Sous Franco, Manuel Vazquez Gallego est un grand auteur de bédé populaire, sinon le plus populaire, en particulier avec Les sœurs Gilda, publié à partir de 1949 et inspiré par Gilda, le film de Charles Vidor avec Rita Hayworth. Ceux qui ont lu les romans de Juan Marsé savent à quel point le cinéma américain pouvait faire rêver les jeunes Espagnols cloîtrés dans le sombre monastère franquiste. C’est en 1957, année où la gloire de Vaquez est installée, que Paco Sordo imagine l’histoire d’un jeune dessinateur qui a réellement existé, Miguel Gorriaga (lequel ressemble ici à un personnage de Vasquez, avec ses rondeurs chauves et son gros nez de clown ébauché). Celui-ci se présente chez l’éditeur de Vazquez, Rafael Gonzalez, lequel, après avoir rejeté ses dessins, lui demande de revenir avec des planches... dans le style de Vazquez. Gorriaga va séquestrer Vazquez et exiger de lui des dessins que lui-même scénarise, tout cela sur le mode comique. Dans la réalité, Gorriaga dessinait un peu comme Vazquez, mais ses récits et ses bulles, délirants et iconoclastes, amenaient les dessins et les lecteurs vers un univers nettement plus libertaire.

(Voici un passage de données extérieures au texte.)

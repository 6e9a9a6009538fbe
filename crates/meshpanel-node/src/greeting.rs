//! One-shot greeting workflow for newly observed contacts.
//!
//! # State machine
//!
//! ```text
//! unknown ──begin()──▶ pending ──deliver() ok──▶ greeted
//!                         │
//!                         └──deliver() err──▶ unknown (rolled back)
//! ```
//!
//! [`begin`] runs on the event loop and inserts the identity into the
//! greeted set before anything is sent, so a second new-contact event
//! for the same identity arriving while delivery is in flight is
//! dropped. [`deliver`] runs off the event loop. Its result is handed
//! back to [`settle`], which removes the identity again on failure so
//! a later observation retries.

use std::time::Duration;

use meshpanel_storage::GreetedSet;
use meshpanel_types::config::PanelConfig;
use meshpanel_types::{NodeIdentity, OutboundCommand, Result};

use crate::host::HostHandles;

// ---------------------------------------------------------------------------
// GreetingJob
// ---------------------------------------------------------------------------

/// A greeting that has been reserved in the greeted set and is ready
/// to be delivered.
#[derive(Clone, Debug, PartialEq)]
pub struct GreetingJob {
    /// Greeting identity (first 12 pubkey characters).
    pub identity: NodeIdentity,
    /// Contact display name.
    pub name: String,
    /// Channel message posted first.
    pub message: OutboundCommand,
    /// Operator notification posted after the message.
    pub notification: OutboundCommand,
}

// ---------------------------------------------------------------------------
// Workflow
// ---------------------------------------------------------------------------

/// Reserves a greeting for `identity`.
///
/// Returns `None` if the identity was already greeted (or a greeting
/// for it is in flight). Otherwise the identity is now in `greeted`
/// and the returned job must eventually be passed to [`settle`].
pub fn begin(
    greeted: &mut GreetedSet,
    identity: NodeIdentity,
    name: &str,
    config: &PanelConfig,
) -> Option<GreetingJob> {
    if !greeted.insert(identity.clone()) {
        tracing::debug!(%identity, "contact already greeted");
        return None;
    }

    Some(GreetingJob {
        message: OutboundCommand::welcome(config.greet_channel, name, &config.my_name),
        notification: OutboundCommand::greeted_notification(name, &identity),
        identity,
        name: name.to_string(),
    })
}

/// Sends the welcome message, then the notification.
///
/// Stops at the first failure. Each command is bounded by `timeout`.
pub async fn deliver(job: &GreetingJob, host: &HostHandles, timeout: Duration) -> Result<()> {
    host.dispatch(&job.message, timeout).await?;
    host.dispatch(&job.notification, timeout).await?;
    Ok(())
}

/// Applies the outcome of [`deliver`].
///
/// On failure the identity is removed from `greeted`. Returns `true`
/// if the greeting completed.
pub fn settle(greeted: &mut GreetedSet, job: &GreetingJob, outcome: &Result<()>) -> bool {
    match outcome {
        Ok(()) => {
            tracing::info!(identity = %job.identity, name = %job.name, "greeted new contact");
            true
        }
        Err(e) => {
            greeted.remove(&job.identity);
            tracing::warn!(
                %e,
                identity = %job.identity,
                name = %job.name,
                "greeting failed, will retry on next observation"
            );
            false
        }
    }
}

// ---------------------------------------------------------------------------
// Tests
// ---------------------------------------------------------------------------
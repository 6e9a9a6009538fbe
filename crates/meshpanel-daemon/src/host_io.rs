//! File and stdio host adapter.
//!
//! Contact state, hop records, and settings are read from JSON files
//! in a host directory on every query, so an external process can
//! refresh them at any time. Outbound commands are written to stdout
//! as one [`HostCall`] JSON object per line.

use std::collections::BTreeMap;
use std::path::{Path, PathBuf};

use async_trait::async_trait;
use meshpanel_node::{CommandSink, ContactSource, SettingsSource};
use meshpanel_types::{ContactRecord, HopRecord, HostCall, MeshPanelError, OutboundCommand, Result};
use serde::de::DeserializeOwned;
use serde_json::Value;
use tokio::io::{AsyncWrite, AsyncWriteExt};
use tokio::sync::Mutex;

const CONTACTS_FILE: &str = "contacts.json";
const HOPS_FILE: &str = "hops.json";
const SETTINGS_FILE: &str = "settings.json";

// ---------------------------------------------------------------------------
// FileHost
// ---------------------------------------------------------------------------

/// Host state backed by JSON files in one directory.
///
/// - `contacts.json`: array of contact records
/// - `hops.json`: array of hop records
/// - `settings.json`: object mapping setting names to numbers or strings
///
/// A missing file reads as empty.
#[derive(Clone, Debug)]
pub struct FileHost {
    dir: PathBuf,
}

impl FileHost {
    pub fn new(dir: impl Into<PathBuf>) -> Self {
        Self { dir: dir.into() }
    }

    async fn read_json<T: DeserializeOwned + Default>(&self, file: &str) -> Result<T> {
        read_json_file(&self.dir.join(file)).await
    }
}

async fn read_json_file<T: DeserializeOwned + Default>(path: &Path) -> Result<T> {
    let bytes = match tokio::fs::read(path).await {
        Ok(bytes) => bytes,
        Err(e) if e.kind() == std::io::ErrorKind::NotFound => return Ok(T::default()),
        Err(e) => {
            return Err(MeshPanelError::HostError {
                reason: format!("failed to read {}: {e}", path.display()),
            })
        }
    };
    serde_json::from_slice(&bytes).map_err(|e| MeshPanelError::HostError {
        reason: format!("malformed {}: {e}", path.display()),
    })
}

#[async_trait]
impl ContactSource for FileHost {
    async fn contacts(&self) -> Result<Vec<ContactRecord>> {
        self.read_json(CONTACTS_FILE).await
    }

    async fn hop_records(&self) -> Result<Vec<HopRecord>> {
        self.read_json(HOPS_FILE).await
    }
}

#[async_trait]
impl SettingsSource for FileHost {
    async fn setting(&self, name: &str) -> Option<String> {
        let settings: BTreeMap<String, Value> = match self.read_json(SETTINGS_FILE).await {
            Ok(settings) => settings,
            Err(e) => {
                tracing::warn!(%e, "settings unavailable");
                return None;
            }
        };
        match settings.get(name)? {
            Value::String(s) => Some(s.clone()),
            Value::Number(n) => Some(n.to_string()),
            Value::Null => None,
            other => Some(other.to_string()),
        }
    }
}

// ---------------------------------------------------------------------------
// LineSink
// ---------------------------------------------------------------------------

/// Writes each outbound command as one JSON line.
pub struct LineSink<W> {
    out: Mutex<W>,
}

/// Line sink on the process's stdout.
pub type StdoutSink = LineSink<tokio::io::Stdout>;

impl StdoutSink {
    pub fn stdout() -> Self {
        LineSink::new(tokio::io::stdout())
    }
}

impl<W> LineSink<W> {
    pub fn new(out: W) -> Self {
        Self {
            out: Mutex::new(out),
        }
    }
}

#[async_trait]
impl<W> CommandSink for LineSink<W>
where
    W: AsyncWrite + Unpin + Send + 'static,
{
    async fn dispatch(&self, command: &OutboundCommand) -> Result<()> {
        let call: HostCall = command.to_host_call();
        let mut line = serde_json::to_vec(&call).map_err(|e| MeshPanelError::CommandFailed {
            reason: format!("failed to encode {command}: {e}"),
        })?;
        line.push(b'\n');

        let mut out = self.out.lock().await;
        out.write_all(&line)
            .await
            .map_err(|e| MeshPanelError::CommandFailed {
                reason: format!("failed to write {command}: {e}"),
            })?;
        out.flush().await.map_err(|e| MeshPanelError::CommandFailed {
            reason: format!("failed to flush {command}: {e}"),
        })?;

        tracing::debug!(%command, "host call written");
        Ok(())
    }
}

// ---------------------------------------------------------------------------
// Tests
// ---------------------------------------------------------------------------
// ===========================================================================
// Ingestion and export
// ===========================================================================

#[tokio::test]
async fn path_traces_flow_to_artifacts_and_snapshots() {
    let root = temp_dir();
    let host = Arc::new(FakeHost::default());
    *host.contacts.lock().expect("lock") = vec![
        located("aa1111111111", "Alpha", "Repeater", Some(NOW - 3600.0)),
        located("bb2222222222", "Bravo", "Repeater", Some(NOW - 7200.0)),
        located("cc3333333333", "Charlie", "Client", Some(NOW - 30.0 * DAY)),
    ];
    *host.hops.lock().expect("lock") = vec![HopRecord {
        path_nodes: vec!["aa1111111111".into(), "bb2222222222".into()],
        last_message_time: Some(Timestamp::from_secs(NOW - 60.0)),
    }];

    let mut node = started_node(test_config(), &host, &root).await;
    let commands = node.command_sender();
    let events = node.event_sender();
    let handle = node.start().expect("start");

    events
        .send(path_trace(&["aa1111111111", "bb2222222222", "cc3333333333"]))
        .await
        .expect("event accepted");
    let s = wait_for(&commands, |s| s.half_edges == 4).await;
    assert_eq!(s.link_sources, 3);
    assert_eq!(s.state, NodeState::Running);

    let report = export_now(&commands).await;
    assert!(report.contacts_available);
    assert_eq!(report.artifacts_written, 3);
    assert!(report.saved.all_saved());
    assert_eq!(report.at, Timestamp::from_secs(NOW));

    let links: DirectLinksData = load_artifact(&root, DIRECTLINKS_DATA_FILE)
        .expect("readable")
        .expect("written");
    assert_eq!(links.links.len(), 2);
    assert_eq!(links.threshold_hours, 168.0);
    assert_eq!(links.nodes[0].name, "Bravo");
    assert_eq!(links.nodes[0].link_count, 2);

    let nodemap: NodemapData = load_artifact(&root, NODEMAP_DATA_FILE)
        .expect("readable")
        .expect("written");
    let names: Vec<_> = nodemap.nodes.iter().map(|n| n.name.as_str()).collect();
    assert_eq!(names, vec!["Alpha", "Bravo"]);

    let heatmap: HeatmapData = load_artifact(&root, HEATMAP_DATA_FILE)
        .expect("readable")
        .expect("written");
    assert_eq!(heatmap.nodes.len(), 2);

    node.shutdown().expect("shutdown");
    handle.await.expect("loop task ok");

    let reloaded = Persistence::new(&root).load();
    assert_eq!(reloaded.links.half_edge_count(), 4);
    assert!(reloaded.links.is_symmetric());
}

Paco Sordo se sert de l’histoire qu’il invente pour raconter l’histoire véritable de Vazquez, de Gorriaga qui va devenir un dessinateur essentiel, de la bande dessinée espagnole à cette époque. Le récit imaginaire est régulièrement interrompu par deux pages d’entretiens dessinés avec des spécialistes du roman graphique ou des témoins de l’époque : la fiction est éclairée -et comme libérée- par le documentaire ; le rappel des faits permet à l’imagination de s’en émanciper, comme un chien courant dans toutes les directions autour de son maître. El Pacto rend ainsi hommage, par sa forme, à la manière dont Gorriega a perverti et libéré l’univers de la bande dessinée espagnole sous Franco. On apprend beaucoup sur cet univers.
Par exemple que le véritable Vazquez disparaissait régulièrement (avec une fille, en prison, dans des bars, n’importe où, en envoyant la note à son éditeur) et que son éditeur, pour remplir les pages en son absence, demandait à d’autres dessinateurs de jouer, sous son nom, les bouche-trous. Mais Vazquez était irremplaçable et la différence se sentait, jusqu’à ce qu’une nouvelle génération, celle de Gorriega, arrive. Le héros de Paco Sordo commence d’ailleurs pas imiter le trait de Vazquez sans y parvenir et, désespéré, se met la tête dans le four. Le petit personnage qui l’accompagne en voltigeant autour de lui, le canard gitan, sorte de Gimini Criquet teigneux, surgit et l’engueule : « Le pacte, ce n’était pas que nous t’aidons et ensuite tu nous donnes ton âme ? Faire les choses dans l’ordre, c’est trop te demander ? »
El Pacto est un bon livre, à la fois érudit et plaisant, qui éclaire par l’information et l’imagination sur l’histoire du roman graphique sous Franco. Il a reçu en Espagne le « prix national du comic » l’an dernier.
Thierry Clermont est journaliste au Figaro littéraire depuis 2005. Il a été membre de la commission poésie du Centre national du livre....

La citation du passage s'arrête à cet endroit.